Ему совсем не хотелось есть — его все еще подташнивало, да к тому же на кухне было грязно; но Софи выглядела бледной и исхудавшей, ей, верно, не мешало бы хорошенько позавтракать.
— Что ж, спасибо, это очень мило с твоей стороны, — согласилась, к его удивлению, Софи и, усевшись, погрузилась в воспоминания о старом доме, походах за грибами и школьных пикниках где-то у реки, в которых и он, очевидно, принимал участие.
— А помнишь тот день, когда к нам на школьный двор забежал бык? — воскликнула она, глядя на него широко открытыми глазами.
Меж тем приготовить ей что-то поесть оказалось не так-то просто. Джонни открывал шкафы и находил в них разные неожиданные вещи — вставные челюсти, тревожно скалившиеся в стакане мутной воды, пожелтевшие бумаги, стянутые резинкой и сунутые для пущей безопасности в перчатку, старый телефонный справочник, розовую расписку на семь долларов с росчерком внизу 'Спайк', сухие апельсиновые корки, яичную скорлупу в банке с завернутой крышкой. Однако ни хлеба, ни масла, ни чая, ни кофе он не обнаружил. Отделение для ножей было набито пачками печенья. Все они были вскрыты, одна или две — тронуты плесенью.

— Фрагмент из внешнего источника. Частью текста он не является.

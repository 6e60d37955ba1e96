mod message;
mod notifier;

use async_trait::async_trait;

pub use message::{format_message, Block, BlockType, SlackMessage, TextObject, TextType, HEADER_TEXT};
pub use notifier::SlackNotifier;

/// Delivers a formatted notification to a chat endpoint.
#[async_trait]
pub trait Notifier: Send + Sync {
    /// Post `payload` to `endpoint` once. Returns `true` only when the
    /// endpoint accepted it; failure details are logged, not returned.
    async fn send(&self, endpoint: &str, payload: &SlackMessage) -> bool;

    /// Get a human-readable name for this notifier
    fn name(&self) -> &str;
}
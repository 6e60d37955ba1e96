use anyhow::{Context, Result};
use aws_config::{BehaviorVersion, Region};
use aws_sdk_cloudwatchlogs::types::InputLogEvent;
use aws_sdk_cloudwatchlogs::Client;
use chrono::Local;
use clap::Parser;
use rand::Rng;
use serde::Serialize;
use tracing_subscriber::EnvFilter;

#[derive(Parser, Debug)]
#[command(name = "logseed")]
#[command(about = "Generate test logs for CloudWatch", long_about = None)]
struct Args {
    /// CloudWatch log group name
    #[arg(long)]
    log_group: String,

    /// CloudWatch log stream name (created if missing)
    #[arg(long)]
    log_stream: String,

    /// Number of logs to generate
    #[arg(short, long, default_value = "10")]
    num_logs: usize,

    /// AWS region
    #[arg(long, default_value = "us-east-1")]
    region: String,

    /// AWS profile name
    #[arg(long)]
    profile: Option<String>,

    /// Share of entries labelled ERROR (0.0 - 1.0)
    #[arg(short, long, default_value = "0.3")]
    error_rate: f64,

    /// Print the generated entries as JSON lines instead of writing them
    #[arg(long)]
    dry_run: bool,
}

#[derive(Debug, Clone, PartialEq, Serialize)]
struct SeedEvent {
    timestamp: i64,
    message: String,
}

struct LogGenerator {
    error_rate: f64,
}

impl LogGenerator {
    fn new(error_rate: f64) -> Self {
        Self {
            error_rate: error_rate.clamp(0.0, 1.0),
        }
    }

    fn generate_log(&self, index: usize, rng: &mut impl Rng) -> SeedEvent {
        let now = Local::now();
        let level = if rng.gen::<f64>() < self.error_rate {
            "ERROR"
        } else {
            "INFO"
        };

        SeedEvent {
            timestamp: now.timestamp_millis(),
            message: format!(
                "{}: Test {} message {} at {}",
                level,
                level.to_lowercase(),
                index,
                now.format("%Y-%m-%d %H:%M:%S%.6f")
            ),
        }
    }

    fn generate(&self, count: usize, rng: &mut impl Rng) -> Vec<SeedEvent> {
        (0..count).map(|i| self.generate_log(i, rng)).collect()
    }
}

async fn build_client(region: &str, profile: Option<&str>) -> Client {
    let mut loader = aws_config::defaults(BehaviorVersion::latest()).region(Region::new(region.to_string()));
    if let Some(profile) = profile {
        loader = loader.profile_name(profile);
    }
    Client::new(&loader.load().await)
}

async fn ensure_log_stream(client: &Client, log_group: &str, log_stream: &str) -> Result<()> {
    match client
        .create_log_stream()
        .log_group_name(log_group)
        .log_stream_name(log_stream)
        .send()
        .await
    {
        Ok(_) => {
            tracing::info!("Created log stream {}", log_stream);
            Ok(())
        }
        Err(e)
            if e.as_service_error()
                .map(|se| se.is_resource_already_exists_exception())
                .unwrap_or(false) =>
        {
            tracing::info!("Log stream {} already exists", log_stream);
            Ok(())
        }
        Err(e) => Err(anyhow::Error::new(e)
            .context(format!("Failed to create log stream {}/{}", log_group, log_stream))),
    }
}

/// `PutLogEvents` limits: event count and payload size (message bytes plus
/// 26 bytes per event).
const MAX_BATCH_EVENTS: usize = 10_000;
const MAX_BATCH_BYTES: usize = 1_048_576;
const EVENT_OVERHEAD_BYTES: usize = 26;

fn batches(events: &[SeedEvent]) -> Vec<&[SeedEvent]> {
    let mut batches = Vec::new();
    let mut start = 0;
    let mut bytes = 0;

    for (i, event) in events.iter().enumerate() {
        let size = event.message.len() + EVENT_OVERHEAD_BYTES;
        if i > start && (i - start == MAX_BATCH_EVENTS || bytes + size > MAX_BATCH_BYTES) {
            batches.push(&events[start..i]);
            start = i;
            bytes = 0;
        }
        bytes += size;
    }
    if start < events.len() {
        batches.push(&events[start..]);
    }
    batches
}

async fn put_batch(client: &Client, log_group: &str, log_stream: &str, events: &[SeedEvent]) -> Result<()> {
    let log_events = events
        .iter()
        .map(|event| {
            InputLogEvent::builder()
                .timestamp(event.timestamp)
                .message(&event.message)
                .build()
                .context("Failed to build log event")
        })
        .collect::<Result<Vec<_>>>()?;

    let output = client
        .put_log_events()
        .log_group_name(log_group)
        .log_stream_name(log_stream)
        .set_log_events(Some(log_events))
        .send()
        .await
        .context("Failed to put log events")?;

    if let Some(rejected) = output.rejected_log_events_info() {
        tracing::warn!("Some log events were rejected: {:?}", rejected);
    }
    Ok(())
}

async fn put_events(client: &Client, log_group: &str, log_stream: &str, events: &[SeedEvent]) -> Result<()> {
    let batches = batches(events);
    let total = batches.len();
    for (i, batch) in batches.into_iter().enumerate() {
        put_batch(client, log_group, log_stream, batch)
            .await
            .with_context(|| format!("Batch {}/{} failed", i + 1, total))?;
        tracing::debug!("Wrote batch {}/{} ({} events)", i + 1, total, batch.len());
    }
    Ok(())
}

#[tokio::main]
async fn main() -> Result<()> {
    let args = Args::parse();

    tracing_subscriber::fmt()
        .with_env_filter(EnvFilter::try_from_default_env().unwrap_or_else(|_| EnvFilter::new("info")))
        .init();

    let generator = LogGenerator::new(args.error_rate);
    let events = generator.generate(args.num_logs, &mut rand::thread_rng());
    let errors = events.iter().filter(|e| e.message.starts_with("ERROR")).count();

    if args.dry_run {
        for event in &events {
            println!("{}", serde_json::to_string(event)?);
        }
        tracing::info!("Generated {} test logs ({} errors), dry run", events.len(), errors);
        return Ok(());
    }

    if events.is_empty() {
        tracing::info!("Nothing to write");
        return Ok(());
    }

    let client = build_client(&args.region, args.profile.as_deref()).await;
    ensure_log_stream(&client, &args.log_group, &args.log_stream).await?;
    put_events(&client, &args.log_group, &args.log_stream, &events).await?;

    tracing::info!(
        "Successfully generated {} test logs ({} errors) in {}/{}",
        events.len(),
        errors,
        args.log_group,
        args.log_stream
    );
    Ok(())
}
use crate::config::Parameters;
use crate::error::{RelayError, Result};
use anyhow::Context;
use async_trait::async_trait;
use std::sync::Arc;

/// Backend holding named configuration values, e.g. SSM Parameter Store.
#[async_trait]
pub trait ParameterStore: Send + Sync {
    /// Fetch the value stored under `name`, decrypting it when asked to.
    async fn get(&self, name: &str, decrypt: bool) -> anyhow::Result<String>;
}

pub struct SsmParameterStore {
    client: aws_sdk_ssm::Client,
}

impl SsmParameterStore {
    pub fn new(config: &aws_config::SdkConfig) -> Self {
        Self {
            client: aws_sdk_ssm::Client::new(config),
        }
    }
}

#[async_trait]
impl ParameterStore for SsmParameterStore {
    async fn get(&self, name: &str, decrypt: bool) -> anyhow::Result<String> {
        let output = self
            .client
            .get_parameter()
            .name(name)
            .with_decryption(decrypt)
            .send()
            .await
            .context("GetParameter request failed")?;

        output
            .parameter()
            .and_then(|p| p.value())
            .map(String::from)
            .context("parameter has no value")
    }
}

/// The two runtime targets the pipeline needs for one invocation.
#[derive(Debug, Clone, PartialEq, Eq)]
pub struct RelayTargets {
    pub log_group: String,
    pub webhook_url: String,
}

/// Resolves the relay's configuration values from a [`ParameterStore`].
pub struct ConfigResolver {
    store: Arc<dyn ParameterStore>,
    decrypt: bool,
}

impl ConfigResolver {
    pub fn new(store: Arc<dyn ParameterStore>, decrypt: bool) -> Self {
        Self { store, decrypt }
    }

    pub async fn resolve(&self, name: &str) -> Result<String> {
        if name.is_empty() {
            return Err(RelayError::Config {
                name: String::new(),
                reason: "parameter name is empty".to_string(),
            });
        }

        match self.store.get(name, self.decrypt).await {
            Ok(value) => Ok(value),
            Err(e) => {
                tracing::error!("Failed to get parameter {}: {:#}", name, e);
                Err(RelayError::Config {
                    name: name.to_string(),
                    reason: format!("{:#}", e),
                })
            }
        }
    }

    pub async fn resolve_targets(&self, names: &Parameters) -> Result<RelayTargets> {
        let log_group = self.resolve(&names.log_group).await?;
        let webhook_url = self.resolve(&names.webhook_url).await?;
        Ok(RelayTargets {
            log_group,
            webhook_url,
        })
    }
}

— Ты, видно, любишь печенье, да? — спросил Джонни с улыбкой. Софи улыбнулась.
— Люблю, когда в доме что-то есть, — призналась она. — Разве угадаешь заранее, кто вдруг заявится к тебе неизвестно откуда.
— Это верно, — согласился Джонни. — Только тебе надо быть поосторожней. Знаешь, не все так милы, как я.
— Не люблю, когда в доме нет никакой еды, — сказала Софи, не обратив внимания на его слова.
— Но одного печенья для завтрака мало, — заметил Джонни. — Тебе нужна овсянка... печеное яблоко... что-нибудь в этом роде. Чай! Без чашки чаю день не начнешь, — прибавил он.
Так всегда говорила мать. Он живо представил ее дома: вот она кончила свою утреннюю чашку чаю и принялась за костюмы птичек-малиновок для сестренок-двойняшек. Они собирались танцевать на ежегодном утреннике первоклашек, до которого оставался еще целый месяц.
— Чашка чаю! Сейчас-сейчас, — вскричала Софи и вскочила, словно он подал ей совершенно новую, чудесную идею.
Она принялась шарить по шкафам, которые Джонни уже осмотрел, проводя ладонью по полкам слева и справа от стакана с челюстью.